Trump’s 25% iPhone Threat: Apple, X, and the Death of Old Twitter
Subheadline: On one May morning, a few social posts wiped billions off Apple’s value and showed how Elon Musk’s X and Trump’s Truth Social now sit at the center of trade, politics, and information wars.
Editor’s note (updated December 3, 2025): This article reflects the May 23, 2025 tariff threat and subsequent debate about Apple’s supply chain and the role of X and Truth Social in trade policy communication.
3 Narratives News
Just after markets opened on May 23, 2025, traders in New York, engineers in Hyderabad, and iPhone fans scrolling their feeds all met the same sentence: the president of the United States warning that Apple could face a 25% tariff unless iPhones sold in America were built in America. Within minutes, Apple’s value had shed tens of billions of dollars, and screenshots of a Truth Social post were racing across X, the platform once known simply as Twitter.

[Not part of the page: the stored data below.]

//! Authentication and authorization for hospital staff
//!
//! Provides:
//! - JWT token generation and validation
//! - Staff roles and per-operation permissions
//! - Password hashing with Argon2

pub mod jwt;
pub mod password;
pub mod roles;

pub use jwt::{extract_token_from_header, Claims, JwtValidator, TokenInput, TokenValidationResult};
pub use password::{check_password_policy, hash_password, verify_password, MIN_PASSWORD_LEN};
pub use roles::{is_operation_allowed, Operation, StaffRole};
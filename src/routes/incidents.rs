//! HTTP Route for the safety audit trail
//!
//! - GET /api/safety/incidents[?patient_id=N] - Incidents, newest first
//!
//! Read-only. Incidents are never updated or deleted over HTTP.

use hyper::{body::Incoming, Request, Response, StatusCode};
use serde::{Deserialize, Serialize};
use std::sync::Arc;
use tracing::error;

use crate::auth::Operation;
use crate::routes::common::{authorize, error_response, json_response, BoxBody};
use crate::safety::SafetyIncident;
use crate::server::AppState;

#[derive(Debug, Default, Deserialize)]
pub struct IncidentQuery {
    pub patient_id: Option<i64>,
}

#[derive(Debug, Serialize)]
pub struct IncidentListResponse {
    pub incidents: Vec<SafetyIncident>,
    pub count: usize,
}

pub fn parse_incident_query(query: Option<&str>) -> Result<IncidentQuery, serde_urlencoded::de::Error> {
    serde_urlencoded::from_str(query.unwrap_or(""))
}

/// GET /api/safety/incidents
pub async fn handle_list_incidents(req: Request<Incoming>, state: Arc<AppState>) -> Response<BoxBody> {
    if let Err(resp) = authorize(&req, &state, Operation::ViewIncidents) {
        return resp;
    }

    let query = match parse_incident_query(req.uri().query()) {
        Ok(q) => q,
        Err(e) => {
            return error_response(StatusCode::BAD_REQUEST, format!("Invalid query: {}", e), None)
        }
    };

    match state.safety.recorder().store().list(query.patient_id).await {
        Ok(incidents) => {
            let count = incidents.len();
            json_response(StatusCode::OK, &IncidentListResponse { incidents, count })
        }
        Err(e) => {
            error!(error = %e, "Failed to read safety incidents");
            error_response(StatusCode::INTERNAL_SERVER_ERROR, e.to_string(), Some("AUDIT_READ_FAILED"))
        }
    }
}

#[cfg(test)]
mod tests {
    use super::*;

    #[test]
    fn test_parse_incident_query() {
        assert_eq!(parse_incident_query(None).unwrap().patient_id, None);
        assert_eq!(parse_incident_query(Some("patient_id=42")).unwrap().patient_id, Some(42));
        assert_eq!(
            parse_incident_query(Some("patient_id=42&other=x")).unwrap().patient_id,
            Some(42)
        );
        assert!(parse_incident_query(Some("patient_id=abc")).is_err());
    }
}
//! pharmagate - hospital staff gateway for a clinical registry

use clap::Parser;
use std::sync::Arc;
use tracing::{error, info, warn};

use pharmagate::{
    config::Args,
    db::MongoClient,
    logging::{init_tracing, LogFormat},
    server::{self, AppState},
};

#[tokio::main]
async fn main() -> anyhow::Result<()> {
    // Load environment variables from .env file if present
    let _ = dotenvy::dotenv();

    let args = Args::parse();

    init_tracing(&args.log_level, LogFormat::parse(&args.log_format));

    if let Err(e) = args.validate() {
        error!("Configuration error: {}", e);
        std::process::exit(1);
    }

    info!("======================================");
    info!("  pharmagate - clinical staff gateway");
    info!("======================================");
    info!("Listen: {}", args.listen);
    info!("Mode: {}", if args.dev_mode { "DEVELOPMENT" } else { "PRODUCTION" });
    info!("Registry: {}", args.registry_base_url);
    info!("Registry timeout: {} ms", args.registry_timeout_ms);
    info!("Safety settle delay: {} ms", args.safety_settle_ms);
    info!("MongoDB: {}", args.mongodb_uri);
    info!("======================================");

    // MongoDB is optional in dev mode only
    let mongo = match MongoClient::new(&args.mongodb_uri, &args.mongodb_db).await {
        Ok(client) => {
            info!("MongoDB connected successfully");
            Some(client)
        }
        Err(e) => {
            if args.dev_mode {
                warn!("MongoDB connection failed (dev mode, continuing without): {}", e);
                None
            } else {
                error!("MongoDB connection failed: {}", e);
                std::process::exit(1);
            }
        }
    };

    let state = Arc::new(AppState::new(args, mongo).await?);

    server::run(state).await?;

    Ok(())
}
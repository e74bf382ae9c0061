//! pharmagate - hospital staff gateway for a clinical registry
//!
//! Staff authenticate against pharmagate, which proxies patient records to
//! the external clinical registry. Clinical notes that create an encounter
//! are checked for drug interactions; high-risk verdicts are written to an
//! append-only audit trail.
//!
//! ## Services
//!
//! - **Auth**: staff login, JWT sessions, role permissions
//! - **Registry**: HTTP client for the clinical registry
//! - **Safety**: interaction filter, risk classifier, check orchestrator, audit
//! - **Routes**: patient proxy, AI action router, incident read access

pub mod auth;
pub mod config;
pub mod db;
pub mod logging;
pub mod registry;
pub mod routes;
pub mod safety;
pub mod server;
pub mod services;
pub mod types;

pub use config::Args;
pub use server::{run, serve, AppState};
pub use types::{GatewayError, Result};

Context: One Post, Two Platforms, Trillions in the Balance
On May 23, 2025, U.S. President Donald Trump used his social-media megaphone to threaten a new round of tariffs: a 25% levy on iPhones not made in the United States, and a 50% tariff on imports from the European Union. The message went out first on Truth Social, then ricocheted across X and financial news feeds. Reporters at Reuters, the Guardian, ABC and others confirmed the details: the tariff threat would apply not only to Apple but also to rivals like Samsung, and markets reacted instantly as Apple’s share price fell and broader indexes slipped.
For Apple, the timing could hardly have been more sensitive. In April and May, the company had already begun quietly pivoting its supply chain: shipping record volumes of iPhones assembled in India to the United States and preparing for a future in which, by Apple’s own guidance, the majority of U.S.-bound iPhones would be made in India and Vietnam rather than China. Analysts at Reuters and supply-chain publications noted that manufacturing costs in India were estimated to be 5–10% higher than in China, but the move was seen as the price of resilience in a world of tariffs and geopolitical friction.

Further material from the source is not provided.